Mr. Dark of “Mr. Dark’s Pandemonium Carnival” is played by Pryce with simmering menace. He hands out free tickets to his mirror maze and carousel—traps for the restless, baited with lost time for some and lust fulfillment for others. Will Halloway (Vidal Peterson) and Jim Nightshade (Shawn Carson), best friends on the cusp of adolescence, are new candidates in the lust category. Charles Halloway (Robards), a self-defeating man in his fifties, is an old hand at regret, so desperate to start over he can barely talk to his son Will. The story wobbles at first, then takes off at the midpoint as Mr. Dark pursues the boys, who have discovered his secrets, and the father must act despite his fear. The confrontation between good and evil involving the four of them in the library is a delightful scene of revelation, book-quoting, and existential terror.

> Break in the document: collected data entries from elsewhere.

//! Shuffle-then-take selection over bank indices

use crate::bank::QuestionBank;
use rand::seq::SliceRandom;
use rand::Rng;

/// Number of questions a session will hold for a requested count
#[inline]
pub fn selection_size(bank_len: usize, requested: usize) -> usize {
    requested.min(bank_len)
}

/// Draw `min(requested, bank_len)` distinct indices in `0..bank_len`
///
/// Runs a Fisher–Yates pass that stops after `k` swaps, so the result is a
/// uniformly random `k`-prefix of a uniformly random permutation. The bank
/// itself is never reordered.
pub fn select_indices<R: Rng + ?Sized>(
    bank_len: usize,
    requested: usize,
    rng: &mut R,
) -> Vec<usize> {
    let k = selection_size(bank_len, requested);
    let mut indices: Vec<usize> = (0..bank_len).collect();
    let (chosen, _) = indices.partial_shuffle(rng, k);
    chosen.to_vec()
}

/// Select question positions for a new session from the bank
#[inline]
pub fn select_from_bank<R: Rng + ?Sized>(
    bank: &QuestionBank,
    requested: usize,
    rng: &mut R,
) -> Vec<usize> {
    select_indices(bank.len(), requested, rng)
}

#[cfg(test)]
mod tests {
    use super::*;
    use rand::rngs::StdRng;
    use rand::SeedableRng;

    #[test]
    fn test_selection_size_clamps() {
        assert_eq!(selection_size(90, 45), 45);
        assert_eq!(selection_size(90, 200), 90);
    }

    #[test]
    fn test_full_selection_is_permutation() {
        let mut rng = StdRng::seed_from_u64(7);
        let mut picked = select_indices(10, 10, &mut rng);
        picked.sort_unstable();
        assert_eq!(picked, (0..10).collect::<Vec<_>>());
    }

    #[test]
    fn test_single_question_bank() {
        let mut rng = StdRng::seed_from_u64(1);
        assert_eq!(select_indices(1, 45, &mut rng), vec![0]);
    }

    #[test]
    fn test_first_position_distribution() {
        // Each index should lead the selection about a quarter of the time
        let mut rng = StdRng::seed_from_u64(42);
        let mut counts = [0u32; 4];
        for _ in 0..4000 {
            let picked = select_indices(4, 2, &mut rng);
            counts[picked[0]] += 1;
        }
        for count in counts {
            assert!((800..1200).contains(&count), "skewed counts: {:?}", counts);
        }
    }
}
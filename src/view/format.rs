//! Small display formatters

/// `MM:SS`, minutes padded to at least two digits
pub fn format_clock(remaining_secs: u32) -> String {
    format!("{:02}:{:02}", remaining_secs / 60, remaining_secs % 60)
}

/// Clock line as shown above the question
pub fn time_left_label(remaining_secs: u32) -> String {
    format!("Time Left: {}", format_clock(remaining_secs))
}

/// `A` for option 0, `B` for option 1, ...
pub fn option_label(index: usize) -> char {
    u8::try_from(index)
        .ok()
        .and_then(|i| b'A'.checked_add(i))
        .filter(u8::is_ascii_uppercase)
        .map(char::from)
        .unwrap_or('?')
}

#[cfg(test)]
mod tests {
    use super::*;

    #[test]
    fn test_format_clock() {
        assert_eq!(format_clock(2700), "45:00");
        assert_eq!(format_clock(61), "01:01");
        assert_eq!(format_clock(0), "00:00");
        assert_eq!(format_clock(6000), "100:00");
        assert_eq!(time_left_label(59), "Time Left: 00:59");
    }

    #[test]
    fn test_option_label() {
        assert_eq!(option_label(0), 'A');
        assert_eq!(option_label(3), 'D');
        assert_eq!(option_label(25), 'Z');
        assert_eq!(option_label(26), '?');
    }
}
//! Pull-based view of a session for presentation layers

use super::SessionStatus;
use serde::Serialize;

/// Copy of everything a front end needs to re-render
#[derive(Debug, Clone, PartialEq, Eq, Serialize)]
pub struct SessionSnapshot {
    pub status: SessionStatus,
    pub current_index: usize,
    pub total: usize,
    /// Chosen option per position, `None` when unanswered
    pub answers: Vec<Option<usize>>,
    pub remaining_seconds: u32,
}

impl SessionSnapshot {
    #[inline]
    pub fn is_answered(&self, position: usize) -> bool {
        matches!(self.answers.get(position), Some(Some(_)))
    }

    pub fn answered_count(&self) -> usize {
        self.answers.iter().filter(|a| a.is_some()).count()
    }

    #[inline]
    pub fn is_current(&self, position: usize) -> bool {
        position == self.current_index
    }

    #[inline]
    pub fn has_previous(&self) -> bool {
        self.current_index > 0
    }

    #[inline]
    pub fn has_next(&self) -> bool {
        self.current_index + 1 < self.total
    }
}
//! Question screen view model

use serde::Serialize;

use crate::markup::{render_markup, MathRenderer};
use crate::session::Session;

use super::{option_label, time_left_label};

/// One answer choice as displayed
#[derive(Debug, Clone, PartialEq, Eq, Serialize)]
pub struct OptionView {
    pub index: usize,
    pub label: char,
    /// Rendered `"{label}. {text}"`
    pub markup: String,
    pub selected: bool,
}

/// Everything needed to draw the current question
#[derive(Debug, Clone, PartialEq, Eq, Serialize)]
pub struct QuestionView {
    /// `"Question {n} of {total}"`
    pub heading: String,
    pub markup: String,
    pub options: Vec<OptionView>,
    pub time_left: String,
    pub can_go_previous: bool,
    pub can_go_next: bool,
    /// Submission is offered once the current question has an answer
    pub can_submit: bool,
}

/// Numbered navigator entry
#[derive(Debug, Clone, Copy, PartialEq, Eq, Serialize)]
pub struct NavigatorEntry {
    pub number: usize,
    pub answered: bool,
    pub current: bool,
}

pub fn question_view(session: &Session, renderer: &dyn MathRenderer) -> QuestionView {
    let position = session.current_index();
    let question = session.current_question();
    let chosen = session.answer(position);

    let options = question
        .options
        .iter()
        .enumerate()
        .map(|(index, text)| {
            let label = option_label(index);
            OptionView {
                index,
                label,
                markup: render_markup(&format!("{}. {}", label, text), renderer),
                selected: chosen == Some(index),
            }
        })
        .collect();

    QuestionView {
        heading: format!("Question {} of {}", position + 1, session.len()),
        markup: render_markup(&question.text, renderer),
        options,
        time_left: time_left_label(session.remaining_seconds()),
        can_go_previous: position > 0,
        can_go_next: position + 1 < session.len(),
        can_submit: chosen.is_some(),
    }
}

pub fn navigator_view(session: &Session) -> Vec<NavigatorEntry> {
    (0..session.len())
        .map(|position| NavigatorEntry {
            number: position + 1,
            answered: session.answer(position).is_some(),
            current: position == session.current_index(),
        })
        .collect()
}

#[cfg(test)]
mod tests {
    use super::*;
    use crate::bank::QuestionBank;
    use crate::config::{Question, QuizConfig};
    use crate::markup::HtmlMathRenderer;

    fn session() -> Session {
        let questions = vec![
            Question::new("Speed at $t=1$?", ["$1$ m/s", "2 m/s"], 0),
            Question::new("Speed at $t=2$?", ["$2$ m/s", "4 m/s"], 1),
        ];
        let bank = QuestionBank::from_questions(questions).unwrap();
        Session::start(&bank, &QuizConfig::new(2, 90).unwrap()).unwrap()
    }

    #[test]
    fn test_first_question_view() {
        let session = session();
        let view = question_view(&session, &HtmlMathRenderer);
        assert_eq!(view.heading, "Question 1 of 2");
        assert_eq!(view.time_left, "Time Left: 01:30");
        assert!(view.markup.contains("<span class=\"math\">t="));
        assert_eq!(view.options.len(), 2);
        assert_eq!(view.options[1].label, 'B');
        assert!(view.options[1].markup.starts_with("B. "));
        assert!(!view.can_go_previous);
        assert!(view.can_go_next);
        assert!(!view.can_submit);
    }

    #[test]
    fn test_selection_reflected() {
        let mut session = session();
        session.go_to(1).unwrap();
        session.record_answer(1).unwrap();
        let view = question_view(&session, &HtmlMathRenderer);
        assert!(view.options[1].selected);
        assert!(!view.options[0].selected);
        assert!(view.can_submit);
        assert!(view.can_go_previous);
        assert!(!view.can_go_next);
    }

    #[test]
    fn test_navigator() {
        let mut session = session();
        session.record_answer(0).unwrap();
        session.go_to(1).unwrap();
        let nav = navigator_view(&session);
        assert_eq!(
            nav,
            vec![
                NavigatorEntry {
                    number: 1,
                    answered: true,
                    current: false
                },
                NavigatorEntry {
                    number: 2,
                    answered: false,
                    current: true
                },
            ]
        );
    }
}
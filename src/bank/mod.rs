//! Question bank module

mod repository;

pub use repository::*;
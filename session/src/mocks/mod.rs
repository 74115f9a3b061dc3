//! Mock transport for testing.
//!
//! In-memory implementation of the [`Transport`](crate::transport::Transport)
//! trait for unit and integration tests: scripted or handler-driven
//! responses plus a log of every request the pipeline issued.

pub mod transport;

pub use transport::{MockTransport, envelope_response, status_response};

It should be noted—and I can verify—that this movie scared the bejabbers out of a generation of ’80s children who learned to shake their covers for tarantulas before going to sleep. The severed head of a child, bleeding palms, and poor Pam Grier (as the Dust Witch) skewered by a lightning rod. Did I mention this is a Disney movie? It’s an odd artifact from Disney’s fascinating dark age under CEO Ron Miller in the ’70s and ’80s when everybody was getting gritty in search of that blockbuster buck. See also The Black Hole (1979), The Watcher in the Woods (1980), and The Black Cauldron (1985) for more experiments from the Mouse as mad scientist. One can only sigh and wonder what Sam Peckinpah, who was earlier attached to direct Bradbury’s story, would have done with the picture.

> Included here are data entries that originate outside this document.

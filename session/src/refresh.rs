//! Credential refresh coordination.
//!
//! Guarantees at most one in-flight refresh per client. Callers that arrive
//! while a refresh is pending join an explicit FIFO queue and are resolved,
//! in arrival order, with the outcome of that single refresh; nobody is
//! resolved before the refresh call itself completes.
//!
//! The `refreshing` flag and the queue are instance state, not ambient
//! globals, so coordinators can be tested in isolation.

use crate::error::{ApiError, Result};
use std::collections::VecDeque;
use std::sync::{Arc, Mutex, PoisonError};
use tokio::sync::oneshot;

/// FIFO queue of continuations waiting on an in-flight refresh.
#[derive(Debug, Default)]
pub struct PendingQueue {
    waiters: VecDeque<oneshot::Sender<Result<String>>>,
}

impl PendingQueue {
    /// Append a waiter and hand back the receiving end.
    pub fn enqueue(&mut self) -> oneshot::Receiver<Result<String>> {
        let (sender, receiver) = oneshot::channel();
        self.waiters.push_back(sender);
        receiver
    }

    /// Resolve every waiter, in arrival order, with the new credential.
    pub fn drain_resolve(&mut self, credential: &str) {
        for waiter in self.waiters.drain(..) {
            // A dropped receiver just means the caller went away.
            let _ = waiter.send(Ok(credential.to_owned()));
        }
    }

    /// Reject every waiter, in arrival order, with the same error.
    pub fn drain_reject(&mut self, error: &ApiError) {
        for waiter in self.waiters.drain(..) {
            let _ = waiter.send(Err(error.clone()));
        }
    }

    /// Number of queued waiters.
    #[must_use]
    pub fn len(&self) -> usize {
        self.waiters.len()
    }

    /// `true` when no waiter is queued.
    #[must_use]
    pub fn is_empty(&self) -> bool {
        self.waiters.is_empty()
    }
}

#[derive(Debug, Default)]
struct CoordinatorInner {
    refreshing: bool,
    queue: PendingQueue,
}

/// Serializes credential refresh attempts for one client.
#[derive(Clone, Debug, Default)]
pub struct RefreshCoordinator {
    inner: Arc<Mutex<CoordinatorInner>>,
}

impl RefreshCoordinator {
    /// Create an idle coordinator.
    #[must_use]
    pub fn new() -> Self {
        Self::default()
    }

    /// Run `refresh` unless one is already in flight, in which case the
    /// caller queues behind it and shares its outcome.
    ///
    /// The in-flight flag is reset whatever happens to the refresh future,
    /// including cancellation, in which case queued callers are rejected.
    ///
    /// # Errors
    ///
    /// Propagates the refresh failure, or `ApiError::SessionExpired` when the
    /// in-flight refresh was cancelled before resolving this caller.
    pub async fn run<F, Fut>(&self, refresh: F) -> Result<String>
    where
        F: FnOnce() -> Fut,
        Fut: Future<Output = Result<String>>,
    {
        let waiter = {
            let mut inner = self.lock();
            if inner.refreshing {
                Some(inner.queue.enqueue())
            } else {
                inner.refreshing = true;
                None
            }
        };

        if let Some(receiver) = waiter {
            tracing::debug!("refresh already in flight, queueing caller");
            return match receiver.await {
                Ok(outcome) => outcome,
                Err(_) => Err(ApiError::SessionExpired),
            };
        }

        let guard = ResetGuard {
            inner: Arc::clone(&self.inner),
            armed: true,
        };
        let outcome = refresh().await;
        guard.complete(&outcome);
        outcome
    }

    /// `true` while a refresh call is in flight.
    #[must_use]
    pub fn is_refreshing(&self) -> bool {
        self.lock().refreshing
    }

    /// Number of callers queued behind the in-flight refresh.
    #[must_use]
    pub fn pending(&self) -> usize {
        self.lock().queue.len()
    }

    fn lock(&self) -> std::sync::MutexGuard<'_, CoordinatorInner> {
        self.inner.lock().unwrap_or_else(PoisonError::into_inner)
    }
}

/// Resets the in-flight flag and drains the queue exactly once, even when
/// the owning future is dropped mid-refresh.
struct ResetGuard {
    inner: Arc<Mutex<CoordinatorInner>>,
    armed: bool,
}

impl ResetGuard {
    fn complete(mut self, outcome: &Result<String>) {
        self.armed = false;
        let mut inner = self.inner.lock().unwrap_or_else(PoisonError::into_inner);
        inner.refreshing = false;
        match outcome {
            Ok(credential) => inner.queue.drain_resolve(credential),
            Err(error) => inner.queue.drain_reject(error),
        }
    }
}

impl Drop for ResetGuard {
    fn drop(&mut self) {
        if self.armed {
            let mut inner = self.inner.lock().unwrap_or_else(PoisonError::into_inner);
            inner.refreshing = false;
            inner.queue.drain_reject(&ApiError::SessionExpired);
        }
    }
}
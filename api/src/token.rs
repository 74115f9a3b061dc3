//! Access-token (JWT) claim decoding.
//!
//! The client never verifies signatures; it only reads the payload to learn
//! who the token belongs to and which roles it grants. Verification is the
//! server's job.

use base64::Engine as _;
use base64::engine::general_purpose::URL_SAFE_NO_PAD;
use serde::Deserialize;
use thiserror::Error;

/// Claims the client cares about inside a Bookteria access token.
#[derive(Clone, Debug, PartialEq, Eq, Deserialize)]
pub struct TokenClaims {
    /// Subject: the account username.
    pub sub: String,

    /// User identifier.
    #[serde(default, rename = "userId")]
    pub user_id: Option<String>,

    /// Space-separated scope string (`"ROLE_ADMIN ROLE_USER profile"`).
    #[serde(default)]
    pub scope: Option<String>,

    /// Expiry as a Unix timestamp (seconds).
    #[serde(default)]
    pub exp: Option<i64>,
}

impl TokenClaims {
    /// Roles granted by the token's scope, in scope order.
    #[must_use]
    pub fn roles(&self) -> Vec<String> {
        self.scope.as_deref().map(roles_from_scope).unwrap_or_default()
    }
}

/// Failure to decode a token payload.
#[derive(Clone, Debug, Error, PartialEq, Eq)]
pub enum TokenError {
    /// The token is not a three-part JWT.
    #[error("token is not a JWT")]
    Malformed,

    /// The payload segment is not valid base64 JSON.
    #[error("token payload undecodable: {0}")]
    Payload(String),
}

/// Decode the claims from a JWT without verifying its signature.
///
/// # Errors
///
/// Returns `TokenError::Malformed` when the token has no payload segment and
/// `TokenError::Payload` when the segment is not base64-encoded JSON.
pub fn decode_claims(token: &str) -> Result<TokenClaims, TokenError> {
    let payload = token.split('.').nth(1).ok_or(TokenError::Malformed)?;
    let bytes = URL_SAFE_NO_PAD
        .decode(payload)
        .map_err(|error| TokenError::Payload(error.to_string()))?;
    serde_json::from_slice(&bytes).map_err(|error| TokenError::Payload(error.to_string()))
}

/// Extract role names from a scope string.
///
/// Keeps `ROLE_`-prefixed entries, strips the prefix, preserves order.
#[must_use]
pub fn roles_from_scope(scope: &str) -> Vec<String> {
    scope
        .split_whitespace()
        .filter_map(|entry| entry.strip_prefix("ROLE_"))
        .map(ToOwned::to_owned)
        .collect()
}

The beauty of this film is how it changes once you grow up. Watching as a child, I barely noticed the father—I was too busy hiding from Mr. Dark under the street grille with Will and Jim, wishing we three were older and able to fight. Watching as an adult, I see the middle-aged man now, and my heart stops with each page Mr. Dark rips out of the library book, one page for each year that Charles has wasted from fear of living in the present. Fear makes kids look ahead and adults look behind. This is what the film gets right: it’s a classic fable about time as an endless series of autumns for those who refuse to accept what’s happening now. Screen this some gusty October night, even if the ending slightly disappoints. Bradbury, who wrote extra material for the Disney version, delivered this verdict on its imperfection: “Not a great film, no, but a decently nice one.” And one that I always return to with pleasure. 🩸

TOM PHELAN,

a writer living outside Philadelphia, is currently working on a horror project set in western Pennsylvania. He co-wrote the movie Anamorph, starring Willem Dafoe.